WHAT THE TASK REQUIRES:
Output only the lines of the entries that follow, starting at the one with "const WITNESSES: [u64;" and running down to the one with "while e > 0", both included and unchanged.

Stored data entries
BEGIN
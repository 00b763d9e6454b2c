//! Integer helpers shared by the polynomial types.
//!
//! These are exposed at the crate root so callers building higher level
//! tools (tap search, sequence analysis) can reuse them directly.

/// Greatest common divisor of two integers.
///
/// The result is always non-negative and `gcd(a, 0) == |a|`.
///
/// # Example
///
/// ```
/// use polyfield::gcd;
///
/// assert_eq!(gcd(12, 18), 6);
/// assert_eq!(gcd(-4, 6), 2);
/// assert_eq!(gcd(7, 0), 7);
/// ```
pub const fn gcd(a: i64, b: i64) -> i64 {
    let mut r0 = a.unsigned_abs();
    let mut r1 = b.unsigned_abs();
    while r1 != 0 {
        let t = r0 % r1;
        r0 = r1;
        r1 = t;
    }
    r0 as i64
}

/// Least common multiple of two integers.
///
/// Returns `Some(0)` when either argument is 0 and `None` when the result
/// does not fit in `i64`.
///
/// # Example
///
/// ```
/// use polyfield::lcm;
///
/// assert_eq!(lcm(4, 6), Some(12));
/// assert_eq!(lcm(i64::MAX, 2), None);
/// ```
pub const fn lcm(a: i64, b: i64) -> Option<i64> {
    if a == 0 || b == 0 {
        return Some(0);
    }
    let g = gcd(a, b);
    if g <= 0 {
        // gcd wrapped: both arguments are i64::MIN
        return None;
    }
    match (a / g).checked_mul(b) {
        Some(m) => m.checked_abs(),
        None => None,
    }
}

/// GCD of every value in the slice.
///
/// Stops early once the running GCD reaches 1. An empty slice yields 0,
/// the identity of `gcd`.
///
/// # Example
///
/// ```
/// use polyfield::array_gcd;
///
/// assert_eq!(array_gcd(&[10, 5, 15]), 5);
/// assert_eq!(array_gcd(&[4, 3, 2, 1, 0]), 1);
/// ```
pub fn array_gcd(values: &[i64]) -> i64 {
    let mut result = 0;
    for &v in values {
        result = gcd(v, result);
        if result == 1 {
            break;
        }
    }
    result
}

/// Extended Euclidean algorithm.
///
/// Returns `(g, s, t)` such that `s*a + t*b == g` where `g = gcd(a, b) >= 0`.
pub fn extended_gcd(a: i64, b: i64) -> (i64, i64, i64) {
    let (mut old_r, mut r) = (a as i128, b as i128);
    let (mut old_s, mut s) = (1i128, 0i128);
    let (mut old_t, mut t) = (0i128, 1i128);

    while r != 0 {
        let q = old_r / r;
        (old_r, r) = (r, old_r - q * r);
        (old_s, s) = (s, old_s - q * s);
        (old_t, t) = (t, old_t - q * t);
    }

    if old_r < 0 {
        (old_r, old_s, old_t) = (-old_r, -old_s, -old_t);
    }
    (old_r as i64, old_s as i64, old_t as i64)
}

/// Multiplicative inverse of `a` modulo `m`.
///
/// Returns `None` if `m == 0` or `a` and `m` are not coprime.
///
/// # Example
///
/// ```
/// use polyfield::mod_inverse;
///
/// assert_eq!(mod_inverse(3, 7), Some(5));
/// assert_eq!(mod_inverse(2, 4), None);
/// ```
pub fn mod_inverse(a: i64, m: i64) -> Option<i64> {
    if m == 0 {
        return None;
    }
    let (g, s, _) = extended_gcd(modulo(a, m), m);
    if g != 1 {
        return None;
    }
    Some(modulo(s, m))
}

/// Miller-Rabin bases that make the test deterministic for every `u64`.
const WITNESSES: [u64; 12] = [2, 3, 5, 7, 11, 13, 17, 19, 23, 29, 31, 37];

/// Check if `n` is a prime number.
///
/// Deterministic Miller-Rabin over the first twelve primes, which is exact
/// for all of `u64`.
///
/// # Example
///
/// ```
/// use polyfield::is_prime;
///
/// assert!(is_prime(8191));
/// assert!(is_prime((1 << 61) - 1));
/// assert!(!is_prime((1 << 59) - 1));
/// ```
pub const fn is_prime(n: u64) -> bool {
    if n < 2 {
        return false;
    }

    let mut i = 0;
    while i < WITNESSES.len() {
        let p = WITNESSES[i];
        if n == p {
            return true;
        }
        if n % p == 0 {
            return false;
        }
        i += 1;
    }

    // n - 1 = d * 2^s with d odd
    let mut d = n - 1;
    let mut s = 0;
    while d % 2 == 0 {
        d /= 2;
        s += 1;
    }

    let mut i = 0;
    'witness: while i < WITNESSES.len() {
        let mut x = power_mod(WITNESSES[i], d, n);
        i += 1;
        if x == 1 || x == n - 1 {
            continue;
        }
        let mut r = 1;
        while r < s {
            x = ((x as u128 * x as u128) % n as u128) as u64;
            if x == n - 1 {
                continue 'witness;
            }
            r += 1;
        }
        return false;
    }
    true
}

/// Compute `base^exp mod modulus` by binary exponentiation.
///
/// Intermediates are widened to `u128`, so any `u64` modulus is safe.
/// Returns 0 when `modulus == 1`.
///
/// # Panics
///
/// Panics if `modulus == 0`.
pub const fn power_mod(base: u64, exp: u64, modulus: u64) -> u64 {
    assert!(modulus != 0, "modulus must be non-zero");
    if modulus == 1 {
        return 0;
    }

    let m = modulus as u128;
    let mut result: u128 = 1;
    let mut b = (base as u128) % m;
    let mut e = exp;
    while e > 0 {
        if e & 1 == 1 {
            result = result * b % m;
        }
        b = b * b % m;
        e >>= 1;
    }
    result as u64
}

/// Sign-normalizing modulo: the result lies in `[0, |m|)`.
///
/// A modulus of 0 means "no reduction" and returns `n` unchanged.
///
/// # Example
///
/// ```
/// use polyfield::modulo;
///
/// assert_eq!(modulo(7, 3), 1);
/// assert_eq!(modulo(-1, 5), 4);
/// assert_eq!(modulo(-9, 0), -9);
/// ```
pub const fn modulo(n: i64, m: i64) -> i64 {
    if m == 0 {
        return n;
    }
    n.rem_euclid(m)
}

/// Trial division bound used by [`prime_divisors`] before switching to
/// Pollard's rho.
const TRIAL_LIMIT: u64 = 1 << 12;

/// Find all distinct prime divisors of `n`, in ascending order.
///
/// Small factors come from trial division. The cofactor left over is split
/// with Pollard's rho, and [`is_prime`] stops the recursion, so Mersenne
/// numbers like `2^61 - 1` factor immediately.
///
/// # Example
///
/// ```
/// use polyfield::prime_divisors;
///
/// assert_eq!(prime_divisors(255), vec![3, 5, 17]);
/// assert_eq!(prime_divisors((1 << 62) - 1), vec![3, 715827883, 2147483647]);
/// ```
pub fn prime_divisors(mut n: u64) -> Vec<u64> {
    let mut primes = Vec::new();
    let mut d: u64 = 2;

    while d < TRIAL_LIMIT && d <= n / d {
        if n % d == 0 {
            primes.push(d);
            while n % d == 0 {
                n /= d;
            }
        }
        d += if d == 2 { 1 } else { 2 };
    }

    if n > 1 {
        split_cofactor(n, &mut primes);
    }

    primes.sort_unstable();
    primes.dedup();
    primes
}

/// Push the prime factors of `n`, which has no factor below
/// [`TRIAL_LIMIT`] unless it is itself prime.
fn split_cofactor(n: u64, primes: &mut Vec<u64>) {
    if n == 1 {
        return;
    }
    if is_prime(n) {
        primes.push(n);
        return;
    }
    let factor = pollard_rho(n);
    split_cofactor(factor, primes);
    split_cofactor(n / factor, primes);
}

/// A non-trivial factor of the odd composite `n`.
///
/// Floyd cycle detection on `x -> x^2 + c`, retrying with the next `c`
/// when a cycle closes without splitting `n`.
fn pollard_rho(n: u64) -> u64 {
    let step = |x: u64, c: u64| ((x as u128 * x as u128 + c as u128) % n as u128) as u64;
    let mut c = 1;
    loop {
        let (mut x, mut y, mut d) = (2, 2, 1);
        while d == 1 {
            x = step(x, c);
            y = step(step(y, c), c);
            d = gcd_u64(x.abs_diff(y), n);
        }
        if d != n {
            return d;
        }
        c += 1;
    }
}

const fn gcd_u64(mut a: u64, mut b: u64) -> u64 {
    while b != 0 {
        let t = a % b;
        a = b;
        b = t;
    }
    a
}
END
BEGIN
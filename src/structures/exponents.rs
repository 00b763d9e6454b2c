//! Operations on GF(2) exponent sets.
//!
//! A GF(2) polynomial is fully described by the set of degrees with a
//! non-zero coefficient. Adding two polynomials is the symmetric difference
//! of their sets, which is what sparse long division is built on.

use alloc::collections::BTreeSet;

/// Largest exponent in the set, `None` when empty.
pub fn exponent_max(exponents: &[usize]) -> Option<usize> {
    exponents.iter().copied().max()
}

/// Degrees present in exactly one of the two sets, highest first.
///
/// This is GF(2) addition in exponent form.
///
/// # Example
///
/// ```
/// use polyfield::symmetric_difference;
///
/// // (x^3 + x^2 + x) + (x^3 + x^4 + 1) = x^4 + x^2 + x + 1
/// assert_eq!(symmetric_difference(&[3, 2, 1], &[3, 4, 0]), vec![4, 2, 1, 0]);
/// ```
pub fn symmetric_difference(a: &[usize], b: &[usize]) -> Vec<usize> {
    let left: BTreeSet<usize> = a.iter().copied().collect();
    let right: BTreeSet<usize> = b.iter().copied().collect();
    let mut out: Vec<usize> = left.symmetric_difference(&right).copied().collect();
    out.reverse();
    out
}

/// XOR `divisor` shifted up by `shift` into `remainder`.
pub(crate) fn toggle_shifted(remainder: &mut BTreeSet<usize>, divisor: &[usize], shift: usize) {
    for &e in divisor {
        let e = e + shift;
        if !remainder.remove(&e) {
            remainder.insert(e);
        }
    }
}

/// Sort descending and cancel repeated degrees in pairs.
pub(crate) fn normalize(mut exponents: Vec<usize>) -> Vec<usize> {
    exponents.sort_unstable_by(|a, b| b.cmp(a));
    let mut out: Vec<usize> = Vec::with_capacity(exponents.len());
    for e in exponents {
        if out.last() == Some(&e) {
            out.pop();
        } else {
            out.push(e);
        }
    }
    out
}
END
ANSWER TO THIS EXERCISE:
const WITNESSES: [u64; 12] = [2, 3, 5, 7, 11, 13, 17, 19, 23, 29, 31, 37];

/// Check if `n` is a prime number.
///
/// Deterministic Miller-Rabin over the first twelve primes, which is exact
/// for all of `u64`.
///
/// # Example
///
/// ```
/// use polyfield::is_prime;
///
/// assert!(is_prime(8191));
/// assert!(is_prime((1 << 61) - 1));
/// assert!(!is_prime((1 << 59) - 1));
/// ```
pub const fn is_prime(n: u64) -> bool {
    if n < 2 {
        return false;
    }

    let mut i = 0;
    while i < WITNESSES.len() {
        let p = WITNESSES[i];
        if n == p {
            return true;
        }
        if n % p == 0 {
            return false;
        }
        i += 1;
    }

    // n - 1 = d * 2^s with d odd
    let mut d = n - 1;
    let mut s = 0;
    while d % 2 == 0 {
        d /= 2;
        s += 1;
    }

    let mut i = 0;
    'witness: while i < WITNESSES.len() {
        let mut x = power_mod(WITNESSES[i], d, n);
        i += 1;
        if x == 1 || x == n - 1 {
            continue;
        }
        let mut r = 1;
        while r < s {
            x = ((x as u128 * x as u128) % n as u128) as u64;
            if x == n - 1 {
                continue 'witness;
            }
            r += 1;
        }
        return false;
    }
    true
}

/// Compute `base^exp mod modulus` by binary exponentiation.
///
/// Intermediates are widened to `u128`, so any `u64` modulus is safe.
/// Returns 0 when `modulus == 1`.
///
/// # Panics
///
/// Panics if `modulus == 0`.
pub const fn power_mod(base: u64, exp: u64, modulus: u64) -> u64 {
    assert!(modulus != 0, "modulus must be non-zero");
    if modulus == 1 {
        return 0;
    }

    let m = modulus as u128;
    let mut result: u128 = 1;
    let mut b = (base as u128) % m;
    let mut e = exp;
    while e > 0 {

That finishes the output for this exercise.